• MATERIAL FOR THIS TASK:

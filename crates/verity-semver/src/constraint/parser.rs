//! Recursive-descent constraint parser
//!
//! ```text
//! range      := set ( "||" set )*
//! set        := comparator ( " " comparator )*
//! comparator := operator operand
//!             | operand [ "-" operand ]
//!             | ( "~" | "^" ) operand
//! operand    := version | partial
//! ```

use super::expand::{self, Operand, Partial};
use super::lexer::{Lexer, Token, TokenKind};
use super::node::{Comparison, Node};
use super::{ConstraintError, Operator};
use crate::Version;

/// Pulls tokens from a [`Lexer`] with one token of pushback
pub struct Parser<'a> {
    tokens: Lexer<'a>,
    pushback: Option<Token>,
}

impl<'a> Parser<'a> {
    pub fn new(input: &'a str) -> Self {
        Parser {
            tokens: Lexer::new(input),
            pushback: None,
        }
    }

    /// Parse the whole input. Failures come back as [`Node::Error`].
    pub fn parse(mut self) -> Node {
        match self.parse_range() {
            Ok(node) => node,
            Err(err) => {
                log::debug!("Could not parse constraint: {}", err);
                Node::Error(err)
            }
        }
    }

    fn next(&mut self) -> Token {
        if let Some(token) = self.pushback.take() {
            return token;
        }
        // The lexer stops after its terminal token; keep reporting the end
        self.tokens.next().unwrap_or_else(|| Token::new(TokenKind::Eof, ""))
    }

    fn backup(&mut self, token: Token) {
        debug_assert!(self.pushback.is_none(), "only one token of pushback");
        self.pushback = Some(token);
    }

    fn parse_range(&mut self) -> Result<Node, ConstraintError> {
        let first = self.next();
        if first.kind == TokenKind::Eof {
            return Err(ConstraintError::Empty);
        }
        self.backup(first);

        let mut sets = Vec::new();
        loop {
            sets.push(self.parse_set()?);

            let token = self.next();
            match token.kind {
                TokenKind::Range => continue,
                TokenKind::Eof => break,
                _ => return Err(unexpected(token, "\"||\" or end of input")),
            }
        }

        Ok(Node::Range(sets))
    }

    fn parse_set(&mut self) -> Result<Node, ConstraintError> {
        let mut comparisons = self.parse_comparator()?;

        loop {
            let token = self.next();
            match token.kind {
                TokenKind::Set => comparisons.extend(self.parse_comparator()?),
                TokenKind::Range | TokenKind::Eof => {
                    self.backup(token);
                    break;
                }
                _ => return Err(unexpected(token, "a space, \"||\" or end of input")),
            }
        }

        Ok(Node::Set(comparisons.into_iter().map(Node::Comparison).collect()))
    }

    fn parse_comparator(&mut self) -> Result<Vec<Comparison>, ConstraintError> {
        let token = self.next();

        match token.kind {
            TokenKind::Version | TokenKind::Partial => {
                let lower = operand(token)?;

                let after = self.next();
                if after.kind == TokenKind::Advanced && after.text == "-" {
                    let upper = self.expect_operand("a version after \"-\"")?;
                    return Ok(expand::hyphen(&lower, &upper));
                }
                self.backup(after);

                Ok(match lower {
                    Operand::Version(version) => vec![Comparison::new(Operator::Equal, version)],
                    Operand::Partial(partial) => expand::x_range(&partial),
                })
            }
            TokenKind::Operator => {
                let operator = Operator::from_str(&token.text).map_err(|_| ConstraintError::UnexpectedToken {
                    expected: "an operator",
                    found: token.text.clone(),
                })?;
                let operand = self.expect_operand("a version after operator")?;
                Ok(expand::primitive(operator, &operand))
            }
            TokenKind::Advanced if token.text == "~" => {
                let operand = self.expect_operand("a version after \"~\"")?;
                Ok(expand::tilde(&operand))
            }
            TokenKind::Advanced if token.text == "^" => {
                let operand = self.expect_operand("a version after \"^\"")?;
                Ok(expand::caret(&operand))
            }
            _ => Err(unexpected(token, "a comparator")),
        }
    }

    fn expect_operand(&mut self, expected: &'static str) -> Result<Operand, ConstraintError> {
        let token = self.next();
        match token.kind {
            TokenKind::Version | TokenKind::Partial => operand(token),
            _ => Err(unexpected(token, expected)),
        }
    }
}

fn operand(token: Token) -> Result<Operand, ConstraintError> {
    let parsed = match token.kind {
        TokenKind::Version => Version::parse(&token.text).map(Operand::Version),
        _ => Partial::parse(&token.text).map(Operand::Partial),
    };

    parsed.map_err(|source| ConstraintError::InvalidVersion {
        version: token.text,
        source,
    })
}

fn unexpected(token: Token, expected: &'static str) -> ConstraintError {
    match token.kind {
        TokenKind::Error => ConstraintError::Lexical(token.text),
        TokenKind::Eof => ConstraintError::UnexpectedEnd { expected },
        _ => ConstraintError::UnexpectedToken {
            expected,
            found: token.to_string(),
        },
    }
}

• YOUR TASK: Take the records shown above and output them again exactly.

• OUTPUT FOR THIS TASK:
filename crates/verity-semver/src/constraint/parser.rs
//! Recursive-descent constraint parser
//!
//! ```text
//! range      := set ( "||" set )*
//! set        := comparator ( " " comparator )*
//! comparator := operator operand
//!             | operand [ "-" operand ]
//!             | ( "~" | "^" ) operand
//! operand    := version | partial
//! ```

use super::expand::{self, Operand, Partial};
use super::lexer::{Lexer, Token, TokenKind};
use super::node::{Comparison, Node};
use super::{ConstraintError, Operator};
use crate::Version;

/// Pulls tokens from a [`Lexer`] with one token of pushback
pub struct Parser<'a> {
    tokens: Lexer<'a>,
    pushback: Option<Token>,
}

impl<'a> Parser<'a> {
    pub fn new(input: &'a str) -> Self {
        Parser {
            tokens: Lexer::new(input),
            pushback: None,
        }
    }

    /// Parse the whole input. Failures come back as [`Node::Error`].
    pub fn parse(mut self) -> Node {
        match self.parse_range() {
            Ok(node) => node,
            Err(err) => {
                log::debug!("Could not parse constraint: {}", err);
                Node::Error(err)
            }
        }
    }

    fn next(&mut self) -> Token {
        if let Some(token) = self.pushback.take() {
            return token;
        }
        // The lexer stops after its terminal token; keep reporting the end
        self.tokens.next().unwrap_or_else(|| Token::new(TokenKind::Eof, ""))
    }

    fn backup(&mut self, token: Token) {
        debug_assert!(self.pushback.is_none(), "only one token of pushback");
        self.pushback = Some(token);
    }

    fn parse_range(&mut self) -> Result<Node, ConstraintError> {
        let first = self.next();
        if first.kind == TokenKind::Eof {
            return Err(ConstraintError::Empty);
        }
        self.backup(first);

        let mut sets = Vec::new();
        loop {
            sets.push(self.parse_set()?);

            let token = self.next();
            match token.kind {
                TokenKind::Range => continue,
                TokenKind::Eof => break,
                _ => return Err(unexpected(token, "\"||\" or end of input")),
            }
        }

        Ok(Node::Range(sets))
    }

    fn parse_set(&mut self) -> Result<Node, ConstraintError> {
        let mut comparisons = self.parse_comparator()?;

        loop {
            let token = self.next();
            match token.kind {
                TokenKind::Set => comparisons.extend(self.parse_comparator()?),
                TokenKind::Range | TokenKind::Eof => {
                    self.backup(token);
                    break;
                }
                _ => return Err(unexpected(token, "a space, \"||\" or end of input")),
            }
        }

        Ok(Node::Set(comparisons.into_iter().map(Node::Comparison).collect()))
    }

    fn parse_comparator(&mut self) -> Result<Vec<Comparison>, ConstraintError> {
        let token = self.next();

        match token.kind {
            TokenKind::Version | TokenKind::Partial => {
                let lower = operand(token)?;

                let after = self.next();
                if after.kind == TokenKind::Advanced && after.text == "-" {
                    let upper = self.expect_operand("a version after \"-\"")?;
                    return Ok(expand::hyphen(&lower, &upper));
                }
                self.backup(after);

                Ok(match lower {
                    Operand::Version(version) => vec![Comparison::new(Operator::Equal, version)],
                    Operand::Partial(partial) => expand::x_range(&partial),
                })
            }
            TokenKind::Operator => {
                let operator = Operator::from_str(&token.text).map_err(|_| ConstraintError::UnexpectedToken {
                    expected: "an operator",
                    found: token.text.clone(),
                })?;
                let operand = self.expect_operand("a version after operator")?;
                Ok(expand::primitive(operator, &operand))
            }
            TokenKind::Advanced if token.text == "~" => {
                let operand = self.expect_operand("a version after \"~\"")?;
                Ok(expand::tilde(&operand))
            }
            TokenKind::Advanced if token.text == "^" => {
                let operand = self.expect_operand("a version after \"^\"")?;
                Ok(expand::caret(&operand))
            }
            _ => Err(unexpected(token, "a comparator")),
        }
    }

    fn expect_operand(&mut self, expected: &'static str) -> Result<Operand, ConstraintError> {
        let token = self.next();
        match token.kind {
            TokenKind::Version | TokenKind::Partial => operand(token),
            _ => Err(unexpected(token, expected)),
        }
    }
}

fn operand(token: Token) -> Result<Operand, ConstraintError> {
    let parsed = match token.kind {
        TokenKind::Version => Version::parse(&token.text).map(Operand::Version),
        _ => Partial::parse(&token.text).map(Operand::Partial),
    };

    parsed.map_err(|source| ConstraintError::InvalidVersion {
        version: token.text,
        source,
    })
}

fn unexpected(token: Token, expected: &'static str) -> ConstraintError {
    match token.kind {
        TokenKind::Error => ConstraintError::Lexical(token.text),
        TokenKind::Eof => ConstraintError::UnexpectedEnd { expected },
        _ => ConstraintError::UnexpectedToken {
            expected,
            found: token.to_string(),
        },
    }
}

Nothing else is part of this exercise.